Belgrade / Mitrovica – Pour Belgrade, le temps est compté. La Serbie espère obtenir le statut officiel de pays candidat à l’intégration à l’occasion du sommet européen du 9 décembre. Or, l’UE n’a officiellement fixé qu’une seule condition : la poursuite du dialogue technique avec Pristina.
Il faut donc parler, même si peu d’avancées ressortent des discussions. Pristina sait bien que Belgrade a donc, théoriquement, plus à gagner qu’elle de ce processus de dialogue et, du coup, la délégation du Kosovo n’entend pas baisser ses exigences.
De toute manière, malgré les thèmes inscrits à l’ordre du jour de cette nouvelle session de discussion, celle-ci restera dominée par le blocage qui prévaut toujours dans le nord du Kosovo. Le 3 juillet dernier, lors d’une précédente rencontre, les délégations de Belgrade et de Pristina avaient cru pouvoir trouver un compromis sur les douanes. Cet accord a servi de « prétexte » au gouvernement de Pristina qui a essayé, trois semaines plus tard, de reprendre par la force le contrôle des deux passages frontaliers entre le nord du Kosovo - à majorité serbe - et la Serbie. La population serbe locale s’est aussitôt insurgée, érigeant des barricades qui, en quatre mois, n’ont cessé de se consolider, malgré les « ultimatums » régulièrement lancés par la communauté internationale exigeant le démantèlement de ces ouvrages défensifs et la restauration d’une complète liberté de circulation dans le nord du Kosovo.
« Initiatives unilatérales »
Dans un premier temps, le gouvernement serbe a directement soutenu les « insurgés » du Nord, dénonçant les provocations et les « initiatives unilatérales » de Pristina. Borislav Stefanovic, le chef de l’équipe de négociation serbe et le ministre du Kosovo et Metohija, Goran Bogdanovic, ont passé une bonne partie de leur été sur les barricades. Cette belle entente entre « le peuple serbe du Kosovo » et ses dirigeants a volé en éclats depuis la fin du mois d’août.

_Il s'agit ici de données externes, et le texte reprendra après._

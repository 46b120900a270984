use crate::env_manager;
use anyhow::{anyhow, Context, Result};
use directories::ProjectDirs;
use serde::{Deserialize, Serialize};
use std::fs;
use std::net::SocketAddr;
use std::path::{Path, PathBuf};
use url::Url;

#[derive(Debug, Clone, Default, Serialize, Deserialize)]
pub struct Config {
    #[serde(default)]
    pub server: ServerConfig,
    #[serde(default)]
    pub alexa: AlexaConfig,
    #[serde(default)]
    pub google: GoogleConfig,
    #[serde(default)]
    pub slack: SlackConfig,
}

#[derive(Debug, Clone, Serialize, Deserialize)]
#[serde(default)]
pub struct ServerConfig {
    pub bind_addr: String,
    pub body_limit_bytes: usize,
}

#[derive(Debug, Clone, Serialize, Deserialize)]
#[serde(default)]
pub struct AlexaConfig {
    /// Skill id inbound requests must carry. Unset accepts any skill.
    pub application_id: Option<String>,
    /// Maximum request timestamp skew in seconds, 0 disables the check.
    pub timestamp_tolerance_secs: u64,
}

#[derive(Debug, Clone, Serialize, Deserialize)]
#[serde(default)]
pub struct GoogleConfig {
    pub api_key: Option<String>,
    pub geocode_url: String,
    pub timezone_url: String,
}

#[derive(Debug, Clone, Serialize, Deserialize)]
#[serde(default)]
pub struct SlackConfig {
    pub api_base: String,
}

impl Default for ServerConfig {
    fn default() -> Self {
        Self { bind_addr: "127.0.0.1:3000".to_string(), body_limit_bytes: 64 * 1024 }
    }
}

impl Default for AlexaConfig {
    fn default() -> Self {
        Self { application_id: None, timestamp_tolerance_secs: 150 }
    }
}

impl Default for GoogleConfig {
    fn default() -> Self {
        Self {
            api_key: None,
            geocode_url: "https://maps.googleapis.com/maps/api/geocode/json".to_string(),
            timezone_url: "https://maps.googleapis.com/maps/api/timezone/json".to_string(),
        }
    }
}

impl Default for SlackConfig {
    fn default() -> Self {
        Self { api_base: "https://slack.com/api".to_string() }
    }
}

impl Config {
    /// Load the config file (if there is one) and apply environment overrides.
    pub fn load() -> Result<Self> {
        let mut config = match get_config_path() {
            Some(path) if path.exists() => Self::load_from(&path)?,
            _ => Config::default(),
        };
        config.apply_overrides(env_manager::get_env_var);
        Ok(config)
    }

    pub fn load_from(path: &Path) -> Result<Self> {
        let content = fs::read_to_string(path)
            .with_context(|| format!("Failed to read config file {}", path.display()))?;
        toml::from_str(&content).context("Failed to parse config file")
    }

    pub fn apply_overrides<F>(&mut self, lookup: F)
    where
        F: Fn(&str) -> Option<String>,
    {
        if let Some(id) = lookup("ALEXA_APPLICATION_ID") {
            self.alexa.application_id = Some(id);
        }
        if let Some(key) = lookup("GOOGLE_MAPS_API_KEY") {
            self.google.api_key = Some(key);
        }
        if let Some(addr) = lookup("SNOOZE_SKILL_BIND_ADDR") {
            self.server.bind_addr = addr;
        }
        if let Some(base) = lookup("SLACK_API_BASE") {
            self.slack.api_base = base;
        }
    }

    pub fn bind_addr(&self) -> Result<SocketAddr> {
        self.server
            .bind_addr
            .parse()
            .with_context(|| format!("Invalid bind address '{}'", self.server.bind_addr))
    }

    pub fn google_api_key(&self) -> Result<&str> {
        self.google
            .api_key
            .as_deref()
            .filter(|key| !key.is_empty())
            .ok_or_else(|| anyhow!("GOOGLE_MAPS_API_KEY is not set"))
    }

    pub fn geocode_url(&self) -> Result<Url> {
        parse_url("google.geocode_url", &self.google.geocode_url)
    }

    pub fn timezone_url(&self) -> Result<Url> {
        parse_url("google.timezone_url", &self.google.timezone_url)
    }

    pub fn slack_api_base(&self) -> Result<Url> {
        parse_url("slack.api_base", &self.slack.api_base)
    }

    /// Check every value the server needs before it starts listening.
    pub fn validate(&self) -> Result<()> {
        self.bind_addr()?;
        self.google_api_key()?;
        self.geocode_url()?;
        self.timezone_url()?;
        self.slack_api_base()?;
        Ok(())
    }
}

fn parse_url(name: &str, value: &str) -> Result<Url> {
    Url::parse(value).with_context(|| format!("Invalid URL for {}: '{}'", name, value))
}

fn get_config_path() -> Option<PathBuf> {
    if let Some(path) = env_manager::get_env_var("SNOOZE_SKILL_CONFIG_PATH") {
        return Some(PathBuf::from(path));
    }
    default_config_path()
}

fn default_config_path() -> Option<PathBuf> {
    ProjectDirs::from("", "", "snooze-skill").map(|dirs| dirs.config_dir().join("config.toml"))
}
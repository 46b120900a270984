//! Help handler

use super::{Services, Turn, TurnHandler};
use crate::alexa::SkillResponse;
use async_trait::async_trait;

pub const HELP: &str = "I can set your Slack status and pause notifications until a time you choose. \
Try saying, I'm in a meeting until three p.m., or, clear my status.";
pub const HELP_REPROMPT: &str = "What would you like to do?";

#[derive(Debug)]
pub struct HelpHandler;

#[async_trait]
impl TurnHandler for HelpHandler {
    async fn handle(&self, _turn: &Turn<'_>, _services: &Services) -> SkillResponse {
        SkillResponse::ask(HELP, HELP_REPROMPT)
    }
}
//! Checks applied to every inbound request before it reaches a handler.

use super::RequestEnvelope;
use chrono::{DateTime, Utc};
use log::warn;
use thiserror::Error;

#[derive(Debug, Error, PartialEq, Eq)]
pub enum VerificationError {
    #[error("Request has no application id")]
    MissingApplicationId,
    #[error("Request is for application '{0}'")]
    ApplicationMismatch(String),
    #[error("Request has no timestamp")]
    MissingTimestamp,
    #[error("Request timestamp is {0} seconds away from now")]
    StaleTimestamp(i64),
}

#[derive(Debug, Clone)]
pub struct RequestVerifier {
    application_id: Option<String>,
    tolerance_secs: u64,
}

impl RequestVerifier {
    /// `application_id` of `None` accepts any skill; a tolerance of 0 skips
    /// the timestamp check.
    pub fn new(application_id: Option<String>, tolerance_secs: u64) -> Self {
        Self { application_id, tolerance_secs }
    }

    pub fn verify(
        &self,
        envelope: &RequestEnvelope,
        now: DateTime<Utc>,
    ) -> Result<(), VerificationError> {
        if let Some(expected) = &self.application_id {
            match envelope.application_id() {
                None => return Err(VerificationError::MissingApplicationId),
                Some(actual) if actual != expected => {
                    warn!("Rejecting request for application {}", actual);
                    return Err(VerificationError::ApplicationMismatch(actual.to_string()));
                }
                Some(_) => {}
            }
        }

        if self.tolerance_secs > 0 {
            let timestamp = envelope.request.timestamp.ok_or(VerificationError::MissingTimestamp)?;
            let skew = (now - timestamp).num_seconds();
            if skew.unsigned_abs() > self.tolerance_secs {
                return Err(VerificationError::StaleTimestamp(skew.abs()));
            }
        }

        Ok(())
    }
}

En effet, l’Allemagne a annoncé qu’elle mettrait son veto à la candidature européenne de la Serbie si Belgrade ne démantelait pas les « structures parallèles serbes » du Kosovo. Les autres pays européens sont moins intransigeants, mais l’idée prévaut néanmoins qu’il est impossible d’octroyer le statut de candidat à la Serbie sans une « normalisation » de la situation dans le nord.
Le dos au mur
Les Serbes du nord du Kosovo sont bien conscients d’avoir le dos au mur, et craignent de connaître le sort des Serbes de Croatie, « lâchés » par le régime de Belgrade à l’été 1995, et contraints à un exode massif. Dans ce contexte, les maires des quatre communes serbes de la région, qui se sont imposés comme porte-parole de la communauté, s’opposent désormais catégoriquement à la poursuite des discussions avec Pristina et dénoncent, par avance, la conclusion du moindre accord. Des solutions du désespoir se font entendre. Ainsi, la semaine dernière, quelque 20 000 Serbes du Kosovo ont annoncé qu’ils allaient demander la nationalité russe, dans l’espoir de bénéficier ainsi d’une plus forte protection…
S’il faut malgré tout que la nouvelle session de négociation débouche sur un accord, Borislav Stefanovic se trouve dans une situation délicate. Vendredi, la commission parlementaire serbe en charge du Kosovo s’est séparée sans rien conclure, après avoir entendu le chef de l’équipe de négociation et les représentants serbes du Kosovo. L’opposition est hostile à tout accord, et l’unité de la majorité parlementaire serbe a aussi volé en éclats sur le sujet.
Lundi matin, le président Boris Tadic a solennellement mis en garde : le dialogue en cours avec Pristina ne saurait déboucher sur une reconnaissance, même implicite, de l’indépendance du Kosovo par la Serbie. L’axiome central de la politique de Boris Tadic – défense de la souveraineté serbe sur le Kosovo et poursuite de l’intégration européenne du pays – semble pourtant relever de plus en plus de la quadrature du cercle.